Au départ est le cri, la colère de celui qui sombre dans le ressentiment parce qu'invisible aux yeux de la justice.
C'est, je pense, ce que nous vivons avec le mouvement des gilets jaunes : la disparition de l'individu derrière un vêtement mettant de côté toute distinction constitutive de son "soi" nous renvoie ainsi à une logique où l'universalisme est dénoncé comme négation de la reconnaissance d'un "soi" collectif ou singulier. Cette non prise en compte de l'individu c'est le "sort" par exemple, qu'il n'a pas choisi. Il est, comme on l'entend souvent, victime du système. C'est pourquoi il cherche du sens en attribuant des causes à son état, soucieux d'une reconnaissance. Peu importe la nature de ces causes. Ce qui lui importe c'est de substituer le sens à l'insensé de la situation.
La question de la violence est ainsi loin d'être réglable par le seul recours au législatif. Elle résulte de l'absence d'un critère de rétribution qui soit équitable.

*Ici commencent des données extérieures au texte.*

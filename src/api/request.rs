//! Request types for the roster scheduler API.
//!
//! This module defines the JSON request structures for the schedule
//! generation, cycling, and export endpoints. Each endpoint may carry its
//! own roster; when `people` is omitted the configured default roster is
//! used.

use std::collections::BTreeSet;

use chrono::NaiveDate;
use serde::{Deserialize, Serialize};

use crate::models::{Person, Schedule};

/// Roster member information in an API request.
#[derive(Debug, Clone, Serialize, Deserialize)]
pub struct PersonRequest {
    /// Unique identifier for the person.
    pub id: String,
    /// Display name used in event text.
    pub name: String,
    /// Calendar days on which this person cannot be assigned.
    #[serde(default)]
    pub blocked_dates: BTreeSet<NaiveDate>,
}

impl From<PersonRequest> for Person {
    fn from(req: PersonRequest) -> Self {
        Person {
            id: req.id,
            name: req.name,
            blocked_dates: req.blocked_dates,
        }
    }
}

/// Request body for the `POST /schedule` endpoint.
#[derive(Debug, Clone, Serialize, Deserialize)]
pub struct GenerateRequest {
    /// The first day of the range (inclusive).
    pub start_date: NaiveDate,
    /// The last day of the range (inclusive).
    pub end_date: NaiveDate,
    /// Roster override; the configured default roster when omitted.
    #[serde(default)]
    pub people: Option<Vec<PersonRequest>>,
    /// Fixed tie-break seed for reproducible output; OS entropy when omitted.
    #[serde(default)]
    pub seed: Option<u64>,
}

/// Request body for the `POST /schedule/cycle` endpoint.
#[derive(Debug, Clone, Serialize, Deserialize)]
pub struct CycleRequest {
    /// The schedule to correct.
    pub schedule: Schedule,
    /// The day whose assignment should advance.
    pub day: NaiveDate,
    /// Roster override; the configured default roster when omitted.
    #[serde(default)]
    pub people: Option<Vec<PersonRequest>>,
}

/// Request body for the `POST /schedule/export` endpoint.
#[derive(Debug, Clone, Serialize, Deserialize)]
pub struct ExportRequest {
    /// The schedule to export.
    pub schedule: Schedule,
    /// Roster override; the configured default roster when omitted.
    #[serde(default)]
    pub people: Option<Vec<PersonRequest>>,
}
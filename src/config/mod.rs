//! Roster configuration loading.
//!
//! This module provides YAML configuration support for the default roster
//! and the calendar event text templates used by the export endpoint.

mod loader;
mod types;

pub use loader::ConfigLoader;
pub use types::{EventTemplates, RosterConfig};
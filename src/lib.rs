//! Duty Roster Assignment Engine with fairness balancing and calendar export.
//!
//! This crate assigns one responsible person per calendar day over a date range,
//! subject to per-person blocked dates, fairness balancing, and day-adjacency
//! constraints, and serializes the result as an RFC 5545 `VCALENDAR` document.

#![warn(missing_docs)]

pub mod api;
pub mod config;
pub mod engine;
pub mod error;
pub mod export;
pub mod models;
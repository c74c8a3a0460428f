//! Calendar export serialization.
//!
//! This module turns a finished schedule into a standards-conformant
//! `VCALENDAR` document: event-list construction from the schedule and
//! roster, TEXT escaping, octet folding, and the byte-exact document
//! layout itself.

mod ics;
mod text;

pub use ics::{events_for_schedule, serialize_calendar, serialize_calendar_now};
pub use text::{escape_text, fold_line};
//! Performance benchmarks for the roster assignment engine.
//!
//! Generation is O(days x people log people) due to per-day candidate
//! sorting; these benchmarks track full runs at typical roster and range
//! sizes.
//!
//! Run with: `cargo bench`
//! HTML reports are generated in `target/criterion/`

use criterion::{BenchmarkId, Criterion, Throughput, black_box, criterion_group, criterion_main};

use chrono::{Days, NaiveDate};
use rand::SeedableRng;
use rand::rngs::SmallRng;

use stable_scheduler::engine::generate;
use stable_scheduler::export::{events_for_schedule, serialize_calendar};
use stable_scheduler::config::EventTemplates;
use stable_scheduler::models::{DateRange, Person};

fn make_people(count: usize) -> Vec<Person> {
    (0..count)
        .map(|i| Person {
            id: format!("person_{:02}", i),
            name: format!("Person {:02}", i),
            blocked_dates: Default::default(),
        })
        .collect()
}

fn make_range(days: u64) -> DateRange {
    let start = NaiveDate::from_ymd_opt(2024, 1, 1).unwrap();
    DateRange::new(start, start.checked_add_days(Days::new(days - 1)).unwrap()).unwrap()
}

fn bench_generation(c: &mut Criterion) {
    let mut group = c.benchmark_group("generation");

    for (days, people) in [(31u64, 4usize), (92, 6), (366, 10)] {
        let range = make_range(days);
        let roster = make_people(people);
        group.throughput(Throughput::Elements(days));
        group.bench_with_input(
            BenchmarkId::from_parameter(format!("{}d_{}p", days, people)),
            &(range, roster),
            |b, (range, roster)| {
                b.iter(|| {
                    let mut rng = SmallRng::seed_from_u64(42);
                    generate(black_box(*range), black_box(roster), &mut rng).unwrap()
                })
            },
        );
    }

    group.finish();
}

fn bench_export(c: &mut Criterion) {
    let range = make_range(366);
    let roster = make_people(10);
    let mut rng = SmallRng::seed_from_u64(42);
    let outcome = generate(range, &roster, &mut rng).unwrap();
    let templates = EventTemplates {
        summary: "On duty: {name}".to_string(),
        description: "{name} is responsible on {date}.".to_string(),
    };
    let events = events_for_schedule(&outcome.schedule, &roster, &templates).unwrap();
    let stamp = chrono::Utc::now();

    c.bench_function("serialize_year_calendar", |b| {
        b.iter(|| serialize_calendar(black_box(&events), stamp))
    });
}

criterion_group!(benches, bench_generation, bench_export);
criterion_main!(benches);
//! Date range model and calendar day expansion.
//!
//! This module defines the [`DateRange`] type: an inclusive pair of whole
//! calendar days, and the expansion of that pair into the ordered day
//! sequence the assignment passes iterate over.

use chrono::NaiveDate;
use serde::{Deserialize, Serialize};

use crate::error::{EngineError, EngineResult};

/// An inclusive range of whole calendar days.
///
/// Both endpoints are timezone-naive calendar dates with no time-of-day
/// component; comparison and expansion are pure calendar-date arithmetic,
/// unaffected by daylight-saving transitions.
///
/// # Example
///
/// ```
/// use stable_scheduler::models::DateRange;
/// use chrono::NaiveDate;
///
/// let range = DateRange::new(
///     NaiveDate::from_ymd_opt(2024, 2, 28).unwrap(),
///     NaiveDate::from_ymd_opt(2024, 3, 1).unwrap(),
/// ).unwrap();
///
/// // Inclusive of both endpoints, leap day included.
/// assert_eq!(range.days().len(), 3);
/// ```
#[derive(Debug, Clone, Copy, PartialEq, Eq, Serialize, Deserialize)]
pub struct DateRange {
    /// The first day of the range (inclusive).
    pub start: NaiveDate,
    /// The last day of the range (inclusive).
    pub end: NaiveDate,
}

impl DateRange {
    /// Creates a validated date range.
    ///
    /// # Errors
    ///
    /// Returns [`EngineError::InvalidRange`] when `start` is after `end`.
    /// A range where `start == end` is valid and spans a single day.
    pub fn new(start: NaiveDate, end: NaiveDate) -> EngineResult<Self> {
        if start > end {
            return Err(EngineError::InvalidRange { start, end });
        }
        Ok(Self { start, end })
    }

    /// Expands the range into its ordered sequence of calendar days.
    ///
    /// The sequence is strictly ascending, one entry per day, inclusive of
    /// both endpoints, and correct across month and year boundaries.
    pub fn days(&self) -> Vec<NaiveDate> {
        let mut days = Vec::with_capacity(self.day_count());
        let mut current = self.start;
        while current <= self.end {
            days.push(current);
            match current.succ_opt() {
                Some(next) => current = next,
                // NaiveDate::MAX, nothing after it to expand
                None => break,
            }
        }
        days
    }

    /// Returns the inclusive number of days in the range.
    pub fn day_count(&self) -> usize {
        (self.end - self.start).num_days() as usize + 1
    }

    /// Checks whether a day falls within the range (inclusive).
    pub fn contains(&self, day: NaiveDate) -> bool {
        self.start <= day && day <= self.end
    }
}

Quand l'Etat produit trop de lois cela a pour conséquence d'affaiblir les lois nécessaires à la vie commune. Les décrets, la jurisprudence peuvent certes affiner la généralité de la loi, mais à trop les multiplier, on oublie qu'une loi relève d'abord d'un travail d'interprétation.
Car ce qui fait que tout n’est pas défini dans la loi, c’est qu’il y a des cas d’espèce pour lesquels il est impossible d’établir une loi : en sorte qu’il faut avoir recours au décret. Car, de ce qui est indéterminé la règle aussi doit être elle-même indéterminée, comme cette règle de plomb, dont les constructeurs de Lesbos se servent : de même que la règle épouse les contours de la pierre et n’est pas rigide, ainsi le décret est adapté aux faits. » [Aristote, Ethique à Nicomaque, Livre V, Ch. 14, 1137a-1138, d’après la trad. Gauthier Jolif, Louvain-Paris, 1958]
Ainsi le juge a pour objectif de faire coïncider le plus exactement possible, le délit et la peine. Cette approche est une reconnaissance des limites de la loi, et en même temps son extrême souplesse pour garantir la justesse de la mesure.
Cette approche algébrique et asymptotique de la loi nous renvoie au calcul - au sens de ratio - et dans un même temps à une réflexion sur la juste proportion à établir entre la loi et son application. C'est ce que l'on nomme "équité". L'équitable corrige la loi dans sa trop grande généralité, voire son universalisme qui négligerait la singularité de chacun. Ainsi l'équité est elle la proposition faite à l'individu pris dans sa différence.
Là où cela bloque, c'est que dans notre République, le principe de rétribution de chacun selon un critère de vérité est flou, voire inexistant. Pascal écrivait :
Il n’est pas nécessaire, parce que vous êtes duc, que je vous estime ; mais il est nécessaire que je vous salue. Si vous êtes duc et honnête homme, je rendrai ce que je dois à l’une et à l’autre de ces qualités. Je ne vous refuserai point les cérémonies que mérite votre qualité de duc, ni l’estime que mérite celle d’honnête homme. Mais si vous étiez duc sans être honnête homme, je vous ferais encore justice ; car en vous rendant les devoirs extérieurs que l’ordre des hommes a attachés à votre naissance, je ne manquerais pas d’avoir pour vous le mépris intérieur que mériterait la bassesse de votre esprit (Trois Discours sur la Condition des Grands).
Rompre ce pacte de reconnaissance c'est rendre incompréhensible le critère de distribution des honneurs ou des peines. La non rétribution fait cesser la justice distributive.
Alors tout devient frontal. La violence s'installe. On renonce à la justice et le cri demeure.